I must admit. This place frightens me.
In the first picture brent is making a face I have not seen him make before or since. Speaking of faces slim, that mug of yours on your profile picture makes me think I have been sucking on helium.
Do you mean your voice went way up in pitch or you are feeling lightheaded?
More like the ringing bells which accompany no longer being in your right mind.
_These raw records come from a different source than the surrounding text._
// Licensed under the Apache License, Version 2.0 <LICENSE-APACHE or
// http://www.apache.org/licenses/LICENSE-2.0> or the MIT license
// <LICENSE-MIT or http://opensource.org/licenses/MIT>, at your
// option. This file may not be copied, modified, or distributed
// except according to those terms.

//! Block comparison of recent against previous workouts

use serde::{Deserialize, Serialize};
use tracing::debug;

use super::{statistics, RecoveryPattern};
use crate::config::TrendConfig;
use crate::models::{intervals_in_days, Workout};

/// Outcome of a long-term trend analysis
#[derive(Debug, Clone, PartialEq, Serialize, Deserialize)]
pub struct LongTermTrendResult {
    /// Change of mean efficiency, recent vs previous block, in percent
    pub efficiency_improvement: f64,
    /// Change of mean distance, recent vs previous block, in kilometers
    pub distance_improvement: f64,
    pub recovery_pattern: RecoveryPattern,
    pub recent_average_efficiency: f64,
    pub previous_average_efficiency: f64,
    pub recent_average_distance: f64,
    pub previous_average_distance: f64,
    /// Mean days between the most recent workouts, when enough exist
    pub average_recovery_days: Option<f64>,
}

impl LongTermTrendResult {
    fn insufficient() -> Self {
        Self {
            efficiency_improvement: 0.0,
            distance_improvement: 0.0,
            recovery_pattern: RecoveryPattern::InsufficientData,
            recent_average_efficiency: 0.0,
            previous_average_efficiency: 0.0,
            recent_average_distance: 0.0,
            previous_average_distance: 0.0,
            average_recovery_days: None,
        }
    }
}

/// Compares the newest block of workouts with the block before it
#[derive(Debug, Clone, Default)]
pub struct LongTermTrendAnalyzer {
    config: TrendConfig,
}

impl LongTermTrendAnalyzer {
    pub fn new(config: TrendConfig) -> Self {
        Self { config }
    }

    /// Analyze a newest-first history
    pub fn analyze(&self, history: &[Workout]) -> LongTermTrendResult {
        if history.len() < self.config.min_workouts {
            debug!(workouts = history.len(), "Not enough workouts for long-term trend");
            return LongTermTrendResult::insufficient();
        }

        let recent_end = history.len().min(self.config.recent_window);
        let previous_end = history.len().min(recent_end + self.config.previous_window);
        let recent = &history[..recent_end];
        let previous = &history[recent_end..previous_end];

        let recent_average_efficiency = Self::average_efficiency(recent);
        let previous_average_efficiency = Self::average_efficiency(previous);
        let efficiency_improvement = if previous_average_efficiency > 0.0 {
            (recent_average_efficiency - previous_average_efficiency) / previous_average_efficiency
                * 100.0
        } else {
            0.0
        };

        let recent_average_distance = Self::average_distance(recent);
        let previous_average_distance = Self::average_distance(previous);
        let distance_improvement = recent_average_distance - previous_average_distance;

        let average_recovery_days = self.average_recovery_days(history);
        let recovery_pattern = average_recovery_days
            .map_or(RecoveryPattern::InsufficientData, |days| self.classify_recovery(days));

        debug!(
            recent = recent.len(),
            previous = previous.len(),
            efficiency_improvement,
            distance_improvement,
            recovery = %recovery_pattern,
            "Long-term trend analyzed"
        );

        LongTermTrendResult {
            efficiency_improvement,
            distance_improvement,
            recovery_pattern,
            recent_average_efficiency,
            previous_average_efficiency,
            recent_average_distance,
            previous_average_distance,
            average_recovery_days,
        }
    }

    /// Bucket a mean interval (days) into a recovery pattern
    pub fn classify_recovery(&self, days: f64) -> RecoveryPattern {
        let [daily, every_other, two_day, three_to_four] = self.config.recovery_bucket_edges;
        if days < daily {
            RecoveryPattern::Daily
        } else if days < every_other {
            RecoveryPattern::EveryOtherDay
        } else if days < two_day {
            RecoveryPattern::TwoDayGap
        } else if days < three_to_four {
            RecoveryPattern::ThreeToFourDayGap
        } else {
            RecoveryPattern::Irregular
        }
    }

    fn average_recovery_days(&self, history: &[Workout]) -> Option<f64> {
        if history.len() < self.config.min_workouts_for_recovery {
            return None;
        }
        let window = &history[..history.len().min(self.config.recent_window.max(2))];
        statistics::mean(&intervals_in_days(window))
    }

    fn average_efficiency(workouts: &[Workout]) -> f64 {
        let values: Vec<f64> = workouts.iter().filter_map(Workout::efficiency_index).collect();
        statistics::mean(&values).unwrap_or(0.0)
    }

    fn average_distance(workouts: &[Workout]) -> f64 {
        let values: Vec<f64> = workouts.iter().map(Workout::distance).collect();
        statistics::mean(&values).unwrap_or(0.0)
    }
}
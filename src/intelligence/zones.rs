// Licensed under the Apache License, Version 2.0 <LICENSE-APACHE or
// http://www.apache.org/licenses/LICENSE-2.0> or the MIT license
// <LICENSE-MIT or http://opensource.org/licenses/MIT>, at your
// option. This file may not be copied, modified, or distributed
// except according to those terms.

//! Heart rate zone distribution for a single workout

use serde::{Deserialize, Serialize};
use tracing::debug;

use crate::config::ZoneThresholds;
use crate::models::{valid_reading, Sample, Workout};

/// Share of heart rate samples per zone, in percent
#[derive(Debug, Clone, Default, PartialEq, Serialize, Deserialize)]
pub struct ZoneDistribution {
    pub zone1_recovery: f64,
    pub zone2_endurance: f64,
    pub zone3_tempo: f64,
    pub zone4_threshold: f64,
    pub zone5_vo2max: f64,
    /// Number of valid heart rate samples distributed
    pub sample_count: usize,
}

/// Buckets heart rate samples by percentage of maximum heart rate
#[derive(Debug, Clone, Default)]
pub struct HeartRateZoneAnalyzer {
    thresholds: ZoneThresholds,
}

impl HeartRateZoneAnalyzer {
    pub fn new(thresholds: ZoneThresholds) -> Self {
        Self { thresholds }
    }

    pub fn analyze_workout(&self, workout: &Workout, max_heart_rate: f64) -> ZoneDistribution {
        self.analyze(&workout.samples, max_heart_rate)
    }

    /// All zeros when there are no valid samples or `max_heart_rate` is absent
    pub fn analyze(&self, samples: &[Sample], max_heart_rate: f64) -> ZoneDistribution {
        let Some(max_hr) = valid_reading(max_heart_rate) else {
            return ZoneDistribution::default();
        };

        let mut counts = [0usize; 5];
        for hr in samples.iter().filter_map(Sample::valid_heart_rate) {
            counts[self.zone_index(hr / max_hr * 100.0)] += 1;
        }

        let total: usize = counts.iter().sum();
        if total == 0 {
            return ZoneDistribution::default();
        }

        let pct = |count: usize| count as f64 * 100.0 / total as f64;
        debug!(samples = total, max_hr, "Heart rate zones distributed");

        ZoneDistribution {
            zone1_recovery: pct(counts[0]),
            zone2_endurance: pct(counts[1]),
            zone3_tempo: pct(counts[2]),
            zone4_threshold: pct(counts[3]),
            zone5_vo2max: pct(counts[4]),
            sample_count: total,
        }
    }

    fn zone_index(&self, percent_of_max: f64) -> usize {
        let t = &self.thresholds;
        match percent_of_max {
            p if p < t.recovery_max => 0,
            p if p < t.endurance_max => 1,
            p if p < t.tempo_max => 2,
            p if p < t.threshold_max => 3,
            _ => 4,
        }
    }
}

#[cfg(test)]
mod tests {
    use super::*;
    use chrono::{Duration, TimeZone, Utc};

    fn hr_samples(heart_rates: &[f64]) -> Vec<Sample> {
        let start = Utc.with_ymd_and_hms(2024, 1, 5, 12, 0, 0).unwrap();
        heart_rates
            .iter()
            .enumerate()
            .map(|(i, hr)| Sample::new(start + Duration::seconds(i as i64), 300.0, *hr, 170.0))
            .collect()
    }

    #[test]
    fn test_zone_distribution() {
        let analyzer = HeartRateZoneAnalyzer::default();
        // Max 200: 110 -> z1, 130 -> z2, 150 -> z3, 170 -> z4, 190 -> z5
        let result = analyzer.analyze(&hr_samples(&[110.0, 130.0, 150.0, 170.0, 190.0]), 200.0);

        assert_eq!(result.sample_count, 5);
        assert_eq!(result.zone1_recovery, 20.0);
        assert_eq!(result.zone2_endurance, 20.0);
        assert_eq!(result.zone3_tempo, 20.0);
        assert_eq!(result.zone4_threshold, 20.0);
        assert_eq!(result.zone5_vo2max, 20.0);
    }

    #[test]
    fn test_distribution_sums_to_hundred() {
        let analyzer = HeartRateZoneAnalyzer::default();
        let result = analyzer.analyze(&hr_samples(&[120.0, 125.0, 0.0, 141.0, 160.0, 185.0, 199.0]), 195.0);

        let total = result.zone1_recovery
            + result.zone2_endurance
            + result.zone3_tempo
            + result.zone4_threshold
            + result.zone5_vo2max;
        assert!((total - 100.0).abs() < 1e-9);
        assert_eq!(result.sample_count, 6);
    }

    #[test]
    fn test_missing_max_heart_rate() {
        let analyzer = HeartRateZoneAnalyzer::default();
        let result = analyzer.analyze(&hr_samples(&[140.0, 150.0]), 0.0);

        assert_eq!(result, ZoneDistribution::default());
    }

    #[test]
    fn test_no_heart_rate_samples() {
        let analyzer = HeartRateZoneAnalyzer::default();
        let result = analyzer.analyze(&hr_samples(&[0.0, 0.0]), 190.0);

        assert_eq!(result.sample_count, 0);
        assert_eq!(result.zone2_endurance, 0.0);
    }
}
wouldn't it be handy to hear all of those bells just a ringing out in the world? Like beautiful church bells ringing through the streets. A melodic reminder that so many folks are out of their fuchin mind or at least not in their right one.I could find so much compassion, so much love for my fellow fuchs if I could just wheel around an iv cart/stand thing with a hanger bag full of helium hooked up to an air hose and a leaf blower sealed tween my happy cheeks ticklin my toast with that cool, sweet high. Hell, if I could get high enough I might join up with all those Mormon Fuchs that look like Slim, smell like death, and taste like shit. Actually I have yet to taste Mormon. But I think I came close this fall at a "Save Traditional Marriage", Yes on 8 rally.I asked one of the young men holding up his anti gay sign if he wanted a blow job. He didn't respond. I was pretty relieved. As I drove off I wondered ... a lot. Helium would have helped.
Old Quasimodo heard them bells loud and clear, locked in a tower of prejudice. A fiend and devil to his fellow man.Winston Smith heard them from the cell he finally accepted was a hotel room.Slim Razorboat, devout, devoted hours to bells which fell "clang" around him leaving craters in the ground. Slim, spared and hamstrung hobbled his way back to the well where he chucked in each bell and made a wish.DId I mention the townsfolk all came down and helped slim to fill the well in.Mighty neighborly of them. If we all lived there we'd be home now.